Bishop Kevin Vann has sent a letter to all Diocese of Orange parishes directing them to be prepared in the event of an encounter with immigration enforcement officials at or near a church, school, hospital or clinic.

The letter went out after reports of a van believed to belong to Immigration and Customs Enforcement was photographed on the Christ Cathedral campus Feb. 17.

It turned out that the van belonged to U.S. Customs and Border Protection and an officer was at the cathedral to participate in an honor guard at a veteran’s funeral service. But the report, which was subsequently publicized by Rep. Lou Correa’s office last week, created a stir among Orange County Catholics, said Greg Walgenbach, the diocese’s Director of Life, Justice and Peace.

ICE officials are “doing everything to be responsive and transparent,” said ICE spokeswoman Virginia Kice, reiterating that ICE has policies telling officers to avoid sensitive locations including schools, houses of worship and hospitals; religious observations such as weddings and funerals; and marches, rallies or parades.

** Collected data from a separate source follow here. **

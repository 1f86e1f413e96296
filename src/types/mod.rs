use crate::ir::{Constant, IRType};
use std::fmt::{self, Display, Formatter};

#[cfg(test)]
pub mod test;

/// Storage type of every Tau value.
#[derive(Debug, Clone, PartialEq, Eq, Hash)]
pub enum Type {
    Real,
    Int,
    Bool,
    Array(Box<Type>),
}

/// The scalar types, in the order the builtin catalog registers overloads.
pub const SCALARS: [Type; 3] = [Type::Int, Type::Real, Type::Bool];

/// Instruction sequence used to turn a value of one type into another.
#[derive(Debug, Clone, Copy, PartialEq, Eq)]
pub enum ConversionRule {
    /// `fptosi double -> i32`
    RealToInt,
    /// `fcmp one x, 0.0`
    RealToBool,
    /// `sitofp i32 -> double`
    IntToReal,
    /// `icmp ne x, 0`
    IntToBool,
    /// `uitofp i1 -> double`
    BoolToReal,
    /// `zext i1 -> i32`
    BoolToInt,
}

#[derive(Debug, Clone, Copy, PartialEq, Eq)]
pub struct Conversion {
    /// Only allowed through a forced cast such as `Int(x)`.
    pub explicit: bool,
    pub rule: ConversionRule,
}

impl Type {
    pub fn array_of(element: Type) -> Type {
        Type::Array(Box::new(element))
    }

    /// Resolves a type keyword. Only scalar types have names in source code.
    pub fn from_name(name: &str) -> Option<Type> {
        match name {
            "Real" => Some(Type::Real),
            "Int" => Some(Type::Int),
            "Bool" => Some(Type::Bool),
            _ => None,
        }
    }

    pub fn is_type_name(name: &str) -> bool {
        Self::from_name(name).is_some()
    }

    pub fn is_scalar(&self) -> bool {
        !matches!(self, Type::Array(_))
    }

    pub fn element(&self) -> Option<&Type> {
        match self {
            Type::Array(element) => Some(element),
            _ => None,
        }
    }

    /// Size in bytes of one value of this type in memory.
    pub fn size(&self) -> u64 {
        match self {
            Type::Real => 8,
            Type::Int => 4,
            Type::Bool => 1,
            Type::Array(_) => 8,
        }
    }

    pub fn ir_type(&self) -> IRType {
        match self {
            Type::Real => IRType::F64,
            Type::Int => IRType::I32,
            Type::Bool => IRType::I1,
            Type::Array(_) => IRType::Ptr,
        }
    }

    pub fn zero(&self) -> Constant {
        match self {
            Type::Real => Constant::Real(0.0),
            Type::Int => Constant::Int(0),
            Type::Bool => Constant::Bool(false),
            Type::Array(_) => Constant::Null,
        }
    }

    /// Types this one implicitly reaches, cheapest first (itself at cost 0).
    pub fn casting(&self) -> Vec<Type> {
        match self {
            Type::Real => vec![Type::Real],
            Type::Int => vec![Type::Int, Type::Real],
            Type::Bool => vec![Type::Bool, Type::Int, Type::Real],
            Type::Array(_) => vec![self.clone()],
        }
    }

    /// Position of `target` in the implicit-cast list, or `None` when no
    /// overload may rely on that conversion.
    pub fn cast_cost(&self, target: &Type) -> Option<usize> {
        self.casting().iter().position(|t| t == target)
    }

    pub fn conversion(&self, target: &Type) -> Option<Conversion> {
        use ConversionRule::*;
        let (explicit, rule) = match (self, target) {
            (Type::Real, Type::Int) => (true, RealToInt),
            (Type::Real, Type::Bool) => (true, RealToBool),
            (Type::Int, Type::Real) => (false, IntToReal),
            (Type::Int, Type::Bool) => (false, IntToBool),
            (Type::Bool, Type::Real) => (false, BoolToReal),
            (Type::Bool, Type::Int) => (false, BoolToInt),
            _ => return None,
        };
        Some(Conversion { explicit, rule })
    }
}

impl Display for Type {
    fn fmt(&self, f: &mut Formatter<'_>) -> fmt::Result {
        match self {
            Type::Real => write!(f, "Real"),
            Type::Int => write!(f, "Int"),
            Type::Bool => write!(f, "Bool"),
            Type::Array(element) => write!(f, "{}[]", element),
        }
    }
}

/// Space-joined type names, the way overload signatures are written.
pub fn signature(types: &[Type]) -> String {
    types
        .iter()
        .map(|t| t.to_string())
        .collect::<Vec<_>>()
        .join(" ")
}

“When people put out misinformation, it creates panic and puts our officers and the general public at risk,” Kice said. “We ask the public to reach out to us and verify before you vilify.”

Earlier in the year, the Archdiocese of Los Angeles along with the dioceses of Orange and San Bernardino teamed up to produce a 50-page informational package.

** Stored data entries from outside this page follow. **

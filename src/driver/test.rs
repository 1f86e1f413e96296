use super::*;
use crate::config::Options;
use crate::error::{BackendError, ErrorKind, TauError};
use crate::repl::{Backend, Output, Repl};
use std::collections::VecDeque;

/// Interactive source fed from a script.
struct Scripted {
    lines: VecDeque<String>,
}

impl Scripted {
    fn new(lines: &[&str]) -> Self {
        Self {
            lines: lines.iter().map(|l| l.to_string()).collect(),
        }
    }
}

impl LineSource for Scripted {
    fn read_line(&mut self, _level: usize) -> Option<String> {
        self.lines.pop_front()
    }

    fn is_interactive(&self) -> bool {
        true
    }
}

/// Backend that records what it is given instead of running it.
#[derive(Default)]
struct Recorder {
    loaded: Vec<String>,
    invoked: Vec<String>,
    refuse: bool,
}

impl Backend for Recorder {
    fn load(&mut self, unit: &Unit) -> Result<(), BackendError> {
        if self.refuse {
            return Err(BackendError::new("refused"));
        }
        self.loaded.push(unit.name.clone());
        Ok(())
    }

    fn invoke(&mut self, entry: &Entry) -> Result<Option<Output>, BackendError> {
        self.invoked.push(entry.name.clone());
        Ok(entry.returns.as_ref().map(|_| Output::Int(7)))
    }
}

fn quiet() -> Options {
    Options {
        quiet: true,
        ..Options::default()
    }
}

fn command(text: &str) -> CompileResult<Unit> {
    let mut session = Session::new(quiet());
    compile_command(&mut session, text)
}

fn labels(function: &Function) -> Vec<&str> {
    function.blocks.iter().map(|b| b.label.as_str()).collect()
}

#[test]
fn test_end_tracks_indentation() {
    let mut source = SourceBuffer::new(StrSource::new("    a\n\n        b\nc"));
    assert!(!source.end(1).unwrap());
    assert_eq!(source.next_line(1), Some((1, "    a".to_string())));
    // blank lines are skipped when reading from a file
    assert!(!source.end(2).unwrap());
    assert_eq!(source.next_line(2), Some((3, "        b".to_string())));
    assert!(source.end(2).unwrap());
    assert!(source.end(1).unwrap());
    assert!(!source.end(0).unwrap());
    assert_eq!(source.next_line(0).map(|(_, l)| l), Some("c".to_string()));
    assert!(source.end(0).unwrap());
}

#[test]
fn test_end_line_closes_a_block() {
    let mut source = SourceBuffer::new(StrSource::new("    a\nend\nb"));
    assert!(!source.end(1).unwrap());
    source.next_line(1);
    assert!(source.end(1).unwrap());
    assert_eq!(source.peek(0), Some("b"));
}

#[test]
fn test_bad_indentation() {
    let mut source = SourceBuffer::new(StrSource::new("        a"));
    let err = source.end(1).unwrap_err();
    assert_eq!(err.kind, ErrorKind::Syntax);
    assert_eq!(err.location.map(|l| l.line), Some(1));

    let mut source = SourceBuffer::new(StrSource::new("      a"));
    assert_eq!(source.end(2).unwrap_err().kind, ErrorKind::Syntax);
}

#[test]
fn test_interactive_blank_line_ends_blocks() {
    let mut source = SourceBuffer::new(Scripted::new(&["        x", "", "y"]));
    assert!(!source.end(2).unwrap());
    source.next_line(2);
    // the inner block ends without consuming the blank line
    assert!(source.end(2).unwrap());
    assert!(source.end(1).unwrap());
    assert_eq!(source.peek(0), Some("y"));
}

#[test]
fn test_entry_returns_the_last_value() {
    let unit = command("x = 2\nx * 3").unwrap();
    let entry = unit.entry.clone().unwrap();
    assert_eq!(entry.name, "__unit_0");
    assert_eq!(entry.returns, Some(Type::Int));
    assert_eq!(unit.function("__unit_0").unwrap().return_type, IRType::I32);

    // Bool values cross the entry boundary as i32
    let unit = command("1 < 2").unwrap();
    assert_eq!(unit.entry.as_ref().unwrap().returns, Some(Type::Bool));
    let entry_fn = unit.function("__unit_0").unwrap();
    assert_eq!(entry_fn.return_type, IRType::I32);

    let unit = command("[1, 2]").unwrap();
    assert_eq!(unit.entry.as_ref().unwrap().returns, None);
    assert_eq!(unit.function("__unit_0").unwrap().return_type, IRType::Void);

    let unit = command("x = 1").unwrap();
    assert_eq!(unit.entry.as_ref().unwrap().returns, None);
}

#[test]
fn test_control_flow_blocks() {
    let unit = command("k = 0\nwhile k < 3:\n    if k > 1:\n        k += 2\n    k += 1\nk").unwrap();
    let entry = unit.function("__unit_0").unwrap();
    assert_eq!(
        labels(entry),
        vec![
            "entry",
            "while0_condition",
            "while0_then",
            "if1_then",
            "if1_resume",
            "while0_resume"
        ]
    );
    assert!(entry.blocks.iter().all(|b| b.terminator.is_some()));

    let unit = command("for i in range(3):\n    print i").unwrap();
    assert_eq!(
        labels(unit.function("__unit_0").unwrap()),
        vec!["entry", "for0_condition", "for0_body", "for0_resume"]
    );
}

#[test]
fn test_for_header_shape() {
    for text in [
        "for i in 3:\n    print i",
        "for i in range(1, 2):\n    print i",
    ] {
        assert_eq!(command(text).unwrap_err().kind, ErrorKind::Syntax, "{}", text);
    }
    // `in` needs a value before it
    assert_eq!(
        command("for in range(3):\n    print 1").unwrap_err().kind,
        ErrorKind::Lexical
    );
    assert_eq!(
        command("r = 1.\nfor r in range(3):\n    print r")
            .unwrap_err()
            .kind,
        ErrorKind::Type
    );
}

#[test]
fn test_function_definition() {
    let mut session = Session::new(quiet());
    let unit = compile_command(&mut session, "def Int twice(Int n):\n    n * 2").unwrap();
    let function = unit.function("fn_twice").unwrap();
    assert_eq!(function.params, vec![("arg_n".to_string(), IRType::I32)]);
    assert_eq!(function.return_type, IRType::I32);
    assert!(matches!(
        function.blocks.last().and_then(|b| b.terminator.clone()),
        Some(Terminator::Ret { value: Some(_) })
    ));
    assert_eq!(unit.entry.as_ref().unwrap().returns, None);
    assert!(session.function("twice").is_some());

    // later units call it through a declaration
    let unit = compile_command(&mut session, "twice(4)").unwrap();
    assert!(unit.declarations.iter().any(|d| d.name() == "fn_twice"));
}

#[test]
fn test_function_errors() {
    let cases = [
        ("def Int f(Int n):\n    n * 2.", ErrorKind::Semantic),
        ("def Int f(Int n, Real n):\n    n", ErrorKind::Semantic),
        ("def Int sin(Int n):\n    n", ErrorKind::Semantic),
        ("def Void f(Int n):\n    n", ErrorKind::Type),
        ("def Int f(Int n):\n    print n", ErrorKind::Semantic),
        ("def Int f(n):\n    1", ErrorKind::Syntax),
        ("def Int f(Int n):\nn", ErrorKind::Syntax),
        ("if True:\n    def Int f(Int n):", ErrorKind::Syntax),
    ];
    for (text, kind) in cases {
        assert_eq!(command(text).unwrap_err().kind, kind, "{}", text);
    }

    let mut session = Session::new(quiet());
    compile_command(&mut session, "def Int f(Int n):\n    n").unwrap();
    let err = compile_command(&mut session, "def Real f(Real x):\n    x").unwrap_err();
    assert_eq!(err.kind, ErrorKind::Semantic);
}

#[test]
fn test_errors_carry_their_line() {
    let err = command("x = 1\ny = nope").unwrap_err();
    assert_eq!(err.kind, ErrorKind::Semantic);
    let location = err.location.unwrap();
    assert_eq!(location.line, 2);
    assert_eq!(location.text, "y = nope");
}

#[test]
fn test_owned_arrays_only_take_new_arrays() {
    // a second pass through the loop would free `b`'s array
    let err = command("b = Int[3]\na = Int[4]\nfor i in range(2):\n    a = b\nb[0] = 1").unwrap_err();
    assert_eq!(err.kind, ErrorKind::Resource);
    assert_eq!(err.location.map(|l| l.line), Some(4));

    for text in ["a = Int[4]\na = a", "a = Int[4]\nif True:\n    a = a"] {
        assert_eq!(command(text).unwrap_err().kind, ErrorKind::Resource, "{}", text);
    }

    // a variable without an array of its own may alias one
    let mut session = Session::new(quiet());
    compile_command(&mut session, "b = Int[3]\nc = b\nc[0] = 5").unwrap();
    assert_eq!(session.global("c").and_then(|v| v.alloc), None);
    assert!(session.global("b").and_then(|v| v.alloc).is_some());
    assert_eq!(session.ledger().len(), 1);

    // new arrays may replace an owned one inside branches and loops
    let mut session = Session::new(quiet());
    let unit = compile_command(
        &mut session,
        "a = Int[4]\nif True:\n    a = Int[5]\nfor i in range(3):\n    a = Int[i + 1]",
    )
    .unwrap();
    assert_eq!(session.ledger().len(), 1);
    let owner = session.global("a").and_then(|v| v.alloc);
    assert_eq!(owner, Some(2));
    let body = unit.function("__unit_0").unwrap();
    assert!(body.blocks.iter().all(|b| b.terminator.is_some()));
}

#[test]
fn test_program_has_a_c_main() {
    let mut session = Session::new(quiet());
    let mut source = SourceBuffer::new(StrSource::new(
        "def Real half(Int n):\n    n / 2\n\nbuf = Real[3]\nbuf[0] = half(3)\nprint buf[0]\n",
    ));
    let unit = compile_program(&mut session, &mut source).unwrap();
    assert_eq!(unit.entry, None);

    let main = unit.function(PROGRAM_ENTRY).unwrap();
    assert_eq!(main.return_type, IRType::I32);
    assert_eq!(
        main.blocks.last().and_then(|b| b.terminator.clone()),
        Some(Terminator::Ret {
            value: Some((IRType::I32, Value::Constant(Constant::Int(0))))
        })
    );
    // globals still holding arrays are released before returning
    assert!(session.ledger().is_empty());
    assert!(unit.function("fn_half").is_some());
}

#[test]
fn test_units_are_read_one_construct_at_a_time() {
    let mut session = Session::new(quiet());
    let mut source = SourceBuffer::new(StrSource::new("x = 1\nif x > 0:\n    x = 2\nx"));
    let mut names = Vec::new();
    while !source.end(0).unwrap() {
        names.push(compile_unit(&mut session, &mut source).unwrap().name);
    }
    assert_eq!(names, vec!["__unit_0", "__unit_1", "__unit_2"]);
}

#[test]
fn test_repl_runs_each_command() {
    let mut repl = Repl::new(Session::new(quiet()), Recorder::default());
    assert_eq!(repl.run_command("x = 1").unwrap(), None);
    assert_eq!(repl.run_command("x + 1").unwrap(), Some(Output::Int(7)));
    assert_eq!(repl.backend().loaded, vec!["__unit_0", "__unit_1"]);
    assert_eq!(repl.backend().invoked, vec!["__unit_0", "__unit_1"]);
}

#[test]
fn test_repl_rolls_back_failed_units() {
    let mut repl = Repl::new(
        Session::new(quiet()),
        Recorder {
            refuse: true,
            ..Recorder::default()
        },
    );
    let err = repl.run_command("z = 1").unwrap_err();
    assert!(matches!(err, TauError::Backend(_)));
    assert!(repl.session().global("z").is_none());

    let mut repl = Repl::new(Session::new(quiet()), Recorder::default());
    assert!(matches!(
        repl.run_command("def Int f(Int n):\n    n * 2.").unwrap_err(),
        TauError::Compile(_)
    ));
    assert!(repl.session().function("f").is_none());
}

#[test]
fn test_repl_keeps_going_after_errors() {
    let mut repl = Repl::new(Session::new(quiet()), Recorder::default());
    let mut source = SourceBuffer::new(StrSource::new("a = 1\nb = nope\nc = 2"));
    repl.run(&mut source);
    assert_eq!(repl.backend().loaded, vec!["__unit_0", "__unit_2"]);
    assert!(repl.session().global("c").is_some());
}

#[test]
fn test_repl_reads_interactive_blocks() {
    let mut repl = Repl::new(Session::new(quiet()), Recorder::default());
    let mut source = SourceBuffer::new(Scripted::new(&[
        "k = 0",
        "",
        "while k < 3:",
        "    k += 1",
        "",
        "k",
    ]));
    repl.run(&mut source);
    assert_eq!(repl.backend().loaded.len(), 3);
}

“There’s a skit we do at parishes to show people how to react when ICE comes to your door,” Walgenbach said.

You don’t open the door – you ask to see a warrant under the door and you have a right to remain silent, he said.

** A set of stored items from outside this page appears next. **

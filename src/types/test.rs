use super::*;

#[test]
fn test_cast_costs_follow_casting_lists() {
    assert_eq!(Type::Int.cast_cost(&Type::Int), Some(0));
    assert_eq!(Type::Int.cast_cost(&Type::Real), Some(1));
    assert_eq!(Type::Bool.cast_cost(&Type::Real), Some(2));
    assert_eq!(Type::Real.cast_cost(&Type::Int), None);
    // Int -> Bool converts, but overloads never pick it
    assert_eq!(Type::Int.cast_cost(&Type::Bool), None);
}

#[test]
fn test_array_casts_only_to_itself() {
    let ints = Type::array_of(Type::Int);
    assert_eq!(ints.cast_cost(&ints), Some(0));
    assert_eq!(ints.cast_cost(&Type::array_of(Type::Real)), None);
    assert_eq!(ints.conversion(&Type::Int), None);
}

#[test]
fn test_explicit_only_conversions() {
    let to_int = Type::Real.conversion(&Type::Int).unwrap();
    assert!(to_int.explicit);
    assert_eq!(to_int.rule, ConversionRule::RealToInt);

    let to_bool = Type::Int.conversion(&Type::Bool).unwrap();
    assert!(!to_bool.explicit);
    assert_eq!(to_bool.rule, ConversionRule::IntToBool);

    assert!(Type::Real.conversion(&Type::Bool).unwrap().explicit);
}

#[test]
fn test_sizes_and_representation() {
    assert_eq!(Type::Real.size(), 8);
    assert_eq!(Type::Int.size(), 4);
    assert_eq!(Type::Bool.size(), 1);
    assert_eq!(Type::array_of(Type::Bool).size(), 8);
    assert_eq!(Type::Int.ir_type(), IRType::I32);
    assert_eq!(Type::array_of(Type::Real).ir_type(), IRType::Ptr);
}

#[test]
fn test_names() {
    assert_eq!(Type::from_name("Real"), Some(Type::Real));
    assert_eq!(Type::from_name("real"), None);
    assert_eq!(Type::array_of(Type::Int).to_string(), "Int[]");
    assert_eq!(signature(&[Type::Int, Type::Real]), "Int Real");
}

Vann’s letter goes a step further and specifically states several steps parishes should take including appointing a “rapid responder” who will be equipped to speak to ICE officials seeking permission to enter a church and designating others to document any interactions with immigration officials with written notes and cellphone photos and videos.

Catholic Charities, which provides a number of programs for immigrants and refugees in Orange County also has ramped up its efforts, hiring 11 new staff members and a full-time immigration lawyer, Walgenbach said.